Às vezes Fernando nem imaginava onde andava sua lata real mas a constrição voluntária e involuntaria, fez seu colon reter por inúmeras ocasiões os torpedos lusos, até que algum marinheiro ou escravo soubesse por onde se perdia a lata crostosa do navegador.
Sentiu o clima, né? Fernando e sua lata.
Na real, Fernando era um cagão.
Mas havia na maravilhosa nave um cino-vivente, um cão, um cusco para os menos refinados, que cheirava tudo quanto era coisa horrível. Cheirava as meias, as cuecas, os carpins, os queijos, as calcinhas (sim, Fernando tinha uma escrava), as raízes vencidas, os arenques...e a lata da cagança, tenebrosa, por sinal.
Não preciso dizer o que aconteceu, apenas resumo que o cãozinho cheirador ficou flutuando entre a Costa do Marfim e Salvador, depois que os resíduos lusos escorreram do alicerce superior até o mais inferior patamar da grande embarcação que ajudou a povoar o digníssimo e régio Brasil.
Assim o termo e espécime “”vira-latas”” é amaldiçoado das classes mais altas até às classes X, Y e Z do estrato social brasileiro.
Mas pasmem. O cino-cão, vivo, jogado ao mar, agüentou tempestades, comeu insetos-marítimos, bebeu água da chuva, dormiu nas ondas, baixou seu metabolismo, venceu tubarões e chegou no Brasil e encontrou inúmeras cadelinhas, vira-latinhas como ele.
Dizem que agüenta tudo e não duvido.
Viu só. Agora me defini, sem querer.
Sou vira-latas também.
Cheiro tudo por aí. Adoro calcinhas. Mas vivo e sobrevivo até nas piores tempestades.
(pequena crônica dedicada ao Filé, meu vira-latas de estimação)

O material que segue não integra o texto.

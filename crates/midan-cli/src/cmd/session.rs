//! `midan session`: replay a JSON-lines action script against one session.
//!
//! Each non-blank line is one action object tagged by `action`, e.g.
//!
//! ```text
//! {"action":"connect"}
//! {"action":"join_private","event_id":"sonic-trade","team_id":2,"code":"BETA1234"}
//! {"action":"navigate","location":"#/me/teams"}
//! ```
//!
//! Lines starting with `#` are comments. Every action produces one outcome;
//! a failed action is reported and the script carries on.

use anyhow::Context as _;
use clap::Args;
use midan_core::AppState;
use midan_core::app::CreateEventParams;
use midan_core::error::ErrorCode;
use midan_core::membership::CreateTeamParams;
use serde::{Deserialize, Serialize};
use serde_json::{Value, json};
use std::fs::File;
use std::io::{self, BufRead, BufReader, Write};
use std::path::PathBuf;
use tracing::debug;

use super::Context;
use crate::output::{CliError, OutputMode};

#[derive(Args, Debug)]
pub struct SessionArgs {
    /// Script to read; `-` or nothing reads stdin.
    #[arg(value_name = "FILE")]
    pub file: Option<PathBuf>,
}

/// One scripted user action.
#[derive(Debug, Clone, Deserialize)]
#[serde(tag = "action", rename_all = "snake_case")]
pub enum Action {
    Connect,
    CreateEvent(CreateEventParams),
    CreateTeam {
        event_id: String,
        #[serde(flatten)]
        params: CreateTeamParams,
    },
    JoinPublic {
        event_id: String,
        team_id: u64,
    },
    JoinPrivate {
        event_id: String,
        team_id: u64,
        code: String,
    },
    OpenJoinForm {
        event_id: String,
        team_id: u64,
        #[serde(default)]
        code: Option<String>,
    },
    SubmitJoinForm {
        code: String,
    },
    CloseJoinForm,
    React {
        event_id: String,
        emoji: String,
    },
    Navigate {
        location: String,
    },
}

impl Action {
    const fn name(&self) -> &'static str {
        match self {
            Self::Connect => "connect",
            Self::CreateEvent(_) => "create_event",
            Self::CreateTeam { .. } => "create_team",
            Self::JoinPublic { .. } => "join_public",
            Self::JoinPrivate { .. } => "join_private",
            Self::OpenJoinForm { .. } => "open_join_form",
            Self::SubmitJoinForm { .. } => "submit_join_form",
            Self::CloseJoinForm => "close_join_form",
            Self::React { .. } => "react",
            Self::Navigate { .. } => "navigate",
        }
    }
}

/// Result of one script line.
#[derive(Debug, Serialize)]
pub struct Outcome {
    pub line: usize,
    pub action: &'static str,
    pub ok: bool,
    #[serde(skip_serializing_if = "Option::is_none")]
    pub result: Option<Value>,
    #[serde(skip_serializing_if = "Option::is_none")]
    pub error: Option<CliError>,
}

/// Execute `midan session [FILE]`.
///
/// # Errors
///
/// Returns an error if the script cannot be read, the data directory is
/// unusable, or writing to stdout fails. Failed actions are outcomes, not
/// errors.
pub fn run_session(args: &SessionArgs, ctx: &Context) -> anyhow::Result<()> {
    let reader: Box<dyn BufRead> = match &args.file {
        Some(path) if path.as_os_str() != "-" => Box::new(BufReader::new(
            File::open(path).with_context(|| format!("Failed to open {}", path.display()))?,
        )),
        _ => Box::new(BufReader::new(io::stdin())),
    };

    let mut app = ctx.open_app()?;
    let stdout = io::stdout();
    let mut out = stdout.lock();

    for (index, line) in reader.lines().enumerate() {
        let line = line.context("Failed to read session script")?;
        let trimmed = line.trim();
        if trimmed.is_empty() || trimmed.starts_with('#') {
            continue;
        }
        let outcome = run_line(&mut app, ctx, index + 1, trimmed);
        write_outcome(ctx.output, &outcome, &mut out)?;
    }
    Ok(())
}

fn run_line(app: &mut AppState, ctx: &Context, line: usize, raw: &str) -> Outcome {
    let action = match serde_json::from_str::<Action>(raw) {
        Ok(action) => action,
        Err(err) => {
            return Outcome {
                line,
                action: "invalid",
                ok: false,
                result: None,
                error: Some(CliError::with_details(
                    format!("line {line} is not a valid action: {err}"),
                    "each line must be a JSON object with an `action` field",
                    ErrorCode::InvalidInput.code(),
                )),
            };
        }
    };

    debug!(line, action = action.name(), "session action");
    let name = action.name();
    match apply(app, ctx, action) {
        Ok(result) => Outcome {
            line,
            action: name,
            ok: true,
            result: Some(result),
            error: None,
        },
        Err(err) => Outcome {
            line,
            action: name,
            ok: false,
            result: None,
            error: Some(CliError::from(&err)),
        },
    }
}

/// Apply one action and describe what it produced.
fn apply(app: &mut AppState, ctx: &Context, action: Action) -> anyhow::Result<Value> {
    let value = match action {
        Action::Connect => json!({ "address": app.connect() }),
        Action::CreateEvent(params) => {
            let event_id = app.create_event(&params, ctx.now, &mut rand::thread_rng())?;
            json!({ "event_id": event_id })
        }
        Action::CreateTeam { event_id, params } => {
            let team_id = app.create_team(&event_id, &params, ctx.now)?;
            json!({ "event_id": event_id, "team_id": team_id })
        }
        Action::JoinPublic { event_id, team_id } => {
            app.join_public(&event_id, team_id)?;
            json!({ "event_id": event_id, "team_id": team_id })
        }
        Action::JoinPrivate {
            event_id,
            team_id,
            code,
        } => {
            app.join_private(&event_id, team_id, &code)?;
            json!({ "event_id": event_id, "team_id": team_id })
        }
        Action::OpenJoinForm {
            event_id,
            team_id,
            code,
        } => {
            app.open_join_form(&event_id, team_id, code.as_deref())?;
            serde_json::to_value(app.join_form())?
        }
        Action::SubmitJoinForm { code } => {
            let target = app.join_form().map(|f| (f.event_id.clone(), f.team_id));
            app.submit_join_form(&code)?;
            match target {
                Some((event_id, team_id)) => json!({ "event_id": event_id, "team_id": team_id }),
                None => Value::Null,
            }
        }
        Action::CloseJoinForm => {
            app.close_join_form();
            Value::Null
        }
        Action::React { event_id, emoji } => {
            let change = app.react(&event_id, &emoji)?;
            json!({
                "event_id": event_id,
                "change": change,
                "selected": app.reactions().selected(&event_id),
            })
        }
        Action::Navigate { location } => serde_json::to_value(app.open(&location, ctx.now))?,
    };
    Ok(value)
}

fn write_outcome(mode: OutputMode, outcome: &Outcome, out: &mut dyn Write) -> anyhow::Result<()> {
    match mode {
        OutputMode::Json => {
            serde_json::to_writer(&mut *out, outcome)?;
            writeln!(out)?;
        }
        OutputMode::Text => match &outcome.error {
            None => writeln!(
                out,
                "{}  {}  ok  {}",
                outcome.line,
                outcome.action,
                summary(outcome.result.as_ref())
            )?,
            Some(err) => writeln!(
                out,
                "{}  {}  err  {}  {}",
                outcome.line,
                outcome.action,
                err.error_code.as_deref().unwrap_or("-"),
                err.message
            )?,
        },
        OutputMode::Pretty => match &outcome.error {
            None => writeln!(
                out,
                "✓ {:>3}  {:<17} {}",
                outcome.line,
                outcome.action,
                summary(outcome.result.as_ref())
            )?,
            Some(err) => writeln!(
                out,
                "✗ {:>3}  {:<17} {}",
                outcome.line, outcome.action, err.message
            )?,
        },
    }
    Ok(())
}

/// Short one-line description of an action result for text output.
fn summary(result: Option<&Value>) -> String {
    let Some(Value::Object(map)) = result else {
        return String::new();
    };
    if let Some(Value::String(title)) = map.get("title") {
        return title.clone();
    }
    map.iter()
        .filter(|(_, v)| !v.is_null())
        .map(|(k, v)| match v {
            Value::String(s) => format!("{k}={s}"),
            other => format!("{k}={other}"),
        })
        .collect::<Vec<_>>()
        .join(" ")
}

#[cfg(test)]
mod tests {
    use super::*;

    #[test]
    fn actions_parse_from_json_lines() {
        let join: Action = serde_json::from_str(
            r#"{"action":"join_private","event_id":"sonic-trade","team_id":2,"code":"BETA1234"}"#,
        )
        .unwrap();
        assert!(matches!(join, Action::JoinPrivate { team_id: 2, .. }));

        let create: Action = serde_json::from_str(
            r#"{"action":"create_team","event_id":"sonic-hack","name":"Night Owls","description":"We ship after midnight.","privacy":"private","join_code":"OWLS2024","max_members":5}"#,
        )
        .unwrap();
        let Action::CreateTeam { event_id, params } = create else {
            panic!("expected create_team");
        };
        assert_eq!(event_id, "sonic-hack");
        assert_eq!(params.join_code, "OWLS2024");

        let event: Action = serde_json::from_str(
            r#"{"action":"create_event","name":"Demo Day","subtitle":"Ship it","type":"hackathon","team_cap":{"fixed":8}}"#,
        )
        .unwrap();
        assert_eq!(event.name(), "create_event");

        let form: Action =
            serde_json::from_str(r#"{"action":"open_join_form","event_id":"e","team_id":4}"#)
                .unwrap();
        assert!(matches!(form, Action::OpenJoinForm { code: None, .. }));
    }

    #[test]
    fn unknown_action_is_rejected() {
        assert!(serde_json::from_str::<Action>(r#"{"action":"teleport"}"#).is_err());
        assert!(serde_json::from_str::<Action>(r#"{"event_id":"x"}"#).is_err());
    }

    #[test]
    fn summary_prefers_page_title() {
        let page = json!({"title": "My Teams — Midan", "path": "/me/teams"});
        assert_eq!(summary(Some(&page)), "My Teams — Midan");
        let join = json!({"event_id": "sonic-trade", "team_id": 1});
        assert_eq!(summary(Some(&join)), "event_id=sonic-trade team_id=1");
        assert_eq!(summary(None), "");
    }
}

Oscar Soares, é Médico Cirurgião Especialista na vida humana



Um comentário:

Unknown disse...

Gil, esta vida é cheia de surpresas mesmo. Estou fazendo um curso de especialização online e um cara que está na terra da Bela adormecida me disse que o Oscar tinha ido para o Acre( pois perguntei dele), o Sandro tinha casado com a Ludivinia e se mudado para França(ainda não desisti de encontra-lo) e o Washington , não ele não casou com uma índia, que pena! Ele saiu de Saint Gabriel este ano se mudando só Deus sabe para onde. Eita vidinha divertida e cheia de surpresas!!!!